→ **Task prompt**:
Copy out every line of the data where the word "match" is found.

○ ○ ○ ○ ○ ○ ○

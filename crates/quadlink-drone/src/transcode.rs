//! Transcode pipeline supervision
//!
//! The drone emits a raw H.264 elementary stream over UDP; players want a
//! proper container. An external transcoder (ffmpeg) re-muxes the stream
//! without re-encoding and serves it over local HTTP. This module owns that
//! process: spawn with a fixed low-latency argument template, drain stderr,
//! and report exactly one terminal outcome per invocation.

use std::collections::VecDeque;
use std::path::{Path, PathBuf};
use std::process::Stdio;
use std::sync::atomic::{AtomicBool, AtomicU64, Ordering};
use std::sync::Arc;
use std::time::Duration;

use tokio::io::{AsyncBufReadExt, BufReader};
use tokio::process::{Child, Command};
use tokio::sync::{mpsc, oneshot, Mutex, Notify};
use tokio::task::JoinHandle;

use quadlink_core::events::{PipelineEvent, TranscodeOutcome};
use quadlink_core::prelude::*;

/// Stderr lines retained for failure reports.
const STDERR_TAIL_LINES: usize = 40;

/// How long to wait for the stderr reader to reach EOF after a failed exit,
/// so the failure log holds the transcoder's parting diagnostics.
const STDERR_DRAIN_LIMIT: Duration = Duration::from_millis(500);

/// Counter for transcode session identifiers
static NEXT_TRANSCODE_ID: AtomicU64 = AtomicU64::new(1);

/// Opaque identity of one transcoder invocation.
///
/// Stamped on every pipeline event so the orchestrator can discard events
/// from an invocation that has already been torn down.
#[derive(Debug, Clone, Copy, PartialEq, Eq, Hash)]
pub struct TranscodeId(u64);

impl TranscodeId {
    fn next() -> Self {
        Self(NEXT_TRANSCODE_ID.fetch_add(1, Ordering::Relaxed))
    }

    pub fn value(&self) -> u64 {
        self.0
    }
}

impl std::fmt::Display for TranscodeId {
    fn fmt(&self, f: &mut std::fmt::Formatter<'_>) -> std::fmt::Result {
        write!(f, "#{}", self.0)
    }
}

/// Resolve the transcoder binary before spawning.
///
/// `name` is either a bare binary name looked up on PATH or an explicit
/// path. Launch is rejected here, not mid-spawn, when the binary is missing.
pub fn resolve_transcoder(name: &str) -> Result<PathBuf> {
    which::which(name).map_err(|_| Error::transcoder_not_found(name))
}

/// The local HTTP endpoint the re-muxed stream is served on.
pub fn egress_url(http_port: u16) -> String {
    format!("http://127.0.0.1:{http_port}/")
}

/// Fixed argument template for the re-mux invocation.
///
/// Ingest: the raw elementary stream on the local video port, with demuxer
/// buffering off and corrupt frames dropped so latency stays bounded.
/// Egress: stream-copied fragmented MP4 over HTTP, fragmented at keyframes
/// so a player can attach mid-stream.
pub fn build_args(video_port: u16, http_port: u16) -> Vec<String> {
    let ingress = format!("udp://0.0.0.0:{video_port}?fifo_size=50000&overrun_nonfatal=1");
    let egress = egress_url(http_port);

    [
        "-hide_banner",
        "-loglevel",
        "warning",
        "-fflags",
        "nobuffer+discardcorrupt",
        "-flags",
        "low_delay",
        "-analyzeduration",
        "500000",
        "-probesize",
        "512000",
        "-f",
        "h264",
        "-i",
        ingress.as_str(),
        "-c:v",
        "copy",
        "-an",
        "-muxdelay",
        "0",
        "-muxpreload",
        "0",
        "-movflags",
        "frag_keyframe+empty_moov+default_base_moof",
        "-f",
        "mp4",
        "-listen",
        "1",
        egress.as_str(),
    ]
    .iter()
    .map(|s| s.to_string())
    .collect()
}

/// Manages one external transcoder process.
///
/// The `Child` handle is moved into a dedicated `wait_for_exit` background
/// task that calls `child.wait()`, so the real exit status is captured and
/// emitted as exactly one `PipelineEvent::Exited { outcome }`.
///
/// `TranscodePipeline` retains a kill channel ([`kill_tx`]) for `cancel()`,
/// an atomic flag ([`exited`]) for synchronous `has_exited()` checks, and a
/// [`Notify`] handle so teardown can await the exit without polling.
pub struct TranscodePipeline {
    id: TranscodeId,
    /// OS pid, for log correlation
    pid: Option<u32>,
    /// Tells the wait task to kill the child. `None` once consumed by
    /// `cancel()` or `drop`.
    kill_tx: Option<oneshot::Sender<()>>,
    /// Flipped by the wait task when the child is gone.
    exited: Arc<AtomicBool>,
    /// Woken by the wait task right after `exited` flips.
    exit_notify: Arc<Notify>,
}

impl TranscodePipeline {
    /// Spawn the transcoder for the given ports.
    ///
    /// Non-blocking: returns as soon as the host accepts the spawn. The
    /// terminal outcome arrives later on `event_tx`.
    pub async fn spawn(
        transcoder: &str,
        video_port: u16,
        http_port: u16,
        event_tx: mpsc::Sender<PipelineEvent>,
    ) -> Result<Self> {
        let program = resolve_transcoder(transcoder)?;
        let args = build_args(video_port, http_port);
        Self::spawn_with(&program, &args, event_tx)
    }

    /// Spawn an explicit command under pipeline supervision.
    ///
    /// `spawn` builds the re-mux invocation on top of this; tests drive the
    /// supervision machinery through it with stand-in commands.
    pub fn spawn_with(
        program: &Path,
        args: &[String],
        event_tx: mpsc::Sender<PipelineEvent>,
    ) -> Result<Self> {
        let id = TranscodeId::next();
        info!(
            "spawning transcoder {id}: {} {}",
            program.display(),
            args.join(" ")
        );

        let mut child = Command::new(program)
            .args(args)
            .stdin(Stdio::null())
            .stdout(Stdio::null())
            .stderr(Stdio::piped())
            .kill_on_drop(true)
            .spawn()
            .map_err(|e| Error::pipeline_spawn(e.to_string()))?;

        let pid = child.id();
        info!("transcoder {id} started with PID: {:?}", pid);

        let stderr_tail = Arc::new(Mutex::new(VecDeque::with_capacity(STDERR_TAIL_LINES)));

        // Stderr reader keeps the tail ring current and forwards each line.
        let stderr = child.stderr.take().expect("stderr was configured");
        let stderr_task = tokio::spawn(Self::stderr_reader(
            stderr,
            event_tx.clone(),
            Arc::clone(&stderr_tail),
        ));

        // Exit state shared between the handle and the wait task
        let exited = Arc::new(AtomicBool::new(false));
        let exit_notify = Arc::new(Notify::new());

        // Kill channel: this handle keeps the sender, the wait task the receiver.
        let (kill_tx, kill_rx) = oneshot::channel::<()>();

        // The wait task owns `child` from here on.
        tokio::spawn(Self::wait_for_exit(
            child,
            kill_rx,
            event_tx,
            stderr_task,
            stderr_tail,
            Arc::clone(&exited),
            Arc::clone(&exit_notify),
        ));

        Ok(Self {
            id,
            pid,
            kill_tx: Some(kill_tx),
            exited,
            exit_notify,
        })
    }

    /// Background task: owns `child`, waits for it to exit, emits exactly one
    /// `PipelineEvent::Exited`.
    ///
    /// Ends either when `child.wait()` resolves on its own, or when
    /// `kill_rx` fires and the child is killed then reaped.
    async fn wait_for_exit(
        mut child: Child,
        kill_rx: oneshot::Receiver<()>,
        event_tx: mpsc::Sender<PipelineEvent>,
        stderr_task: JoinHandle<()>,
        stderr_tail: Arc<Mutex<VecDeque<String>>>,
        exited: Arc<AtomicBool>,
        exit_notify: Arc<Notify>,
    ) {
        enum ExitKind {
            Natural(std::process::ExitStatus),
            WaitError(std::io::Error),
            Killed,
        }

        let kind = tokio::select! {
            result = child.wait() => match result {
                Ok(status) => ExitKind::Natural(status),
                Err(e) => ExitKind::WaitError(e),
            },
            // Cancel path: kill_tx was sent (by cancel or drop)
            _ = kill_rx => {
                info!("cancel signal received, killing transcoder");
                if let Err(e) = child.kill().await {
                    // Lost the race against a natural exit; harmless.
                    debug!("kill after exit: {e}");
                }
                let _ = child.wait().await;
                ExitKind::Killed
            }
        };

        let outcome = match kind {
            ExitKind::Natural(status) if status.success() => {
                info!("transcoder exited cleanly");
                TranscodeOutcome::Success
            }
            ExitKind::Natural(status) => {
                warn!("transcoder exited with status: {:?}", status.code());
                // Let the stderr reader reach EOF so the tail holds the
                // transcoder's parting diagnostics.
                let _ = tokio::time::timeout(STDERR_DRAIN_LIMIT, stderr_task).await;
                let log = failure_log(&stderr_tail, status.code()).await;
                TranscodeOutcome::Failed { log }
            }
            ExitKind::WaitError(e) => {
                error!("error waiting for transcoder: {e}");
                TranscodeOutcome::Failed { log: e.to_string() }
            }
            ExitKind::Killed => TranscodeOutcome::Cancelled,
        };

        // Mark exited and wake waiters before sending the event, so
        // `has_exited()` is true by the time callers observe the outcome.
        exited.store(true, Ordering::Release);
        exit_notify.notify_waiters();

        debug!("sending PipelineEvent::Exited ({})", outcome.summary());
        let _ = event_tx.send(PipelineEvent::Exited { outcome }).await;
    }

    /// Read stderr lines, keep the tail ring current, forward each line.
    async fn stderr_reader(
        stderr: tokio::process::ChildStderr,
        tx: mpsc::Sender<PipelineEvent>,
        tail: Arc<Mutex<VecDeque<String>>>,
    ) {
        let mut reader = BufReader::new(stderr).lines();

        while let Ok(Some(line)) = reader.next_line().await {
            trace!("transcoder: {}", line);

            {
                let mut tail = tail.lock().await;
                if tail.len() == STDERR_TAIL_LINES {
                    tail.pop_front();
                }
                tail.push_back(line.clone());
            }

            if tx.send(PipelineEvent::Stderr(line)).await.is_err() {
                debug!("stderr channel closed");
                break;
            }
        }

        debug!("stderr reader finished");
    }

    pub fn id(&self) -> TranscodeId {
        self.id
    }

    /// Get the OS process ID
    pub fn pid(&self) -> Option<u32> {
        self.pid
    }

    /// Ask the wait task to kill the process.
    ///
    /// Idempotent best-effort: the first call consumes the kill channel;
    /// later calls, and calls after the terminal outcome, are no-ops.
    pub fn cancel(&mut self) {
        if self.has_exited() {
            debug!("cancel on already-terminal pipeline {}", self.id);
            return;
        }
        if let Some(tx) = self.kill_tx.take() {
            info!("cancelling transcode pipeline {}", self.id);
            // Send can fail only if the wait task just finished; fine.
            let _ = tx.send(());
        }
    }

    /// Check if the process has already exited.
    ///
    /// Non-blocking synchronous check backed by an atomic flag set by the
    /// `wait_for_exit` task.
    pub fn has_exited(&self) -> bool {
        self.exited.load(Ordering::Acquire)
    }

    pub fn is_running(&self) -> bool {
        !self.has_exited()
    }

    /// Wait (bounded) for the terminal outcome. Returns whether the process
    /// had exited by the deadline.
    ///
    /// Race-free: the `notified()` future is created before the final
    /// `has_exited()` check so a notification between check and await cannot
    /// be missed.
    pub async fn wait_until_exited(&self, limit: Duration) -> bool {
        let notified = self.exit_notify.notified();
        if self.has_exited() {
            return true;
        }
        tokio::time::timeout(limit, notified).await.is_ok()
    }
}

impl Drop for TranscodePipeline {
    fn drop(&mut self) {
        if !self.has_exited() {
            warn!("pipeline {} dropped while process may still be running", self.id);
            // Send the kill signal so the wait task tears the child down and
            // still reports its outcome. If cancel() already consumed the
            // sender this is a no-op.
            if let Some(tx) = self.kill_tx.take() {
                let _ = tx.send(());
            }
        }
        // If the wait task never gets to handle the kill, kill_on_drop on
        // the Child still reaps the process.
        debug!("pipeline {} dropped", self.id);
    }
}

impl std::fmt::Debug for TranscodePipeline {
    fn fmt(&self, f: &mut std::fmt::Formatter<'_>) -> std::fmt::Result {
        f.debug_struct("TranscodePipeline")
            .field("id", &self.id)
            .field("pid", &self.pid)
            .field("exited", &self.has_exited())
            .finish()
    }
}

/// Compose the failure log from the stderr tail.
async fn failure_log(tail: &Arc<Mutex<VecDeque<String>>>, code: Option<i32>) -> String {
    let lines = tail.lock().await;
    if lines.is_empty() {
        format!("transcoder exited with code {code:?} and no diagnostics")
    } else {
        lines.iter().cloned().collect::<Vec<_>>().join("\n")
    }
}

○ ○ ○ ○ ○ ○ ○

→ **Reply**:
            result = child.wait() => match result {
        let outcome = match kind {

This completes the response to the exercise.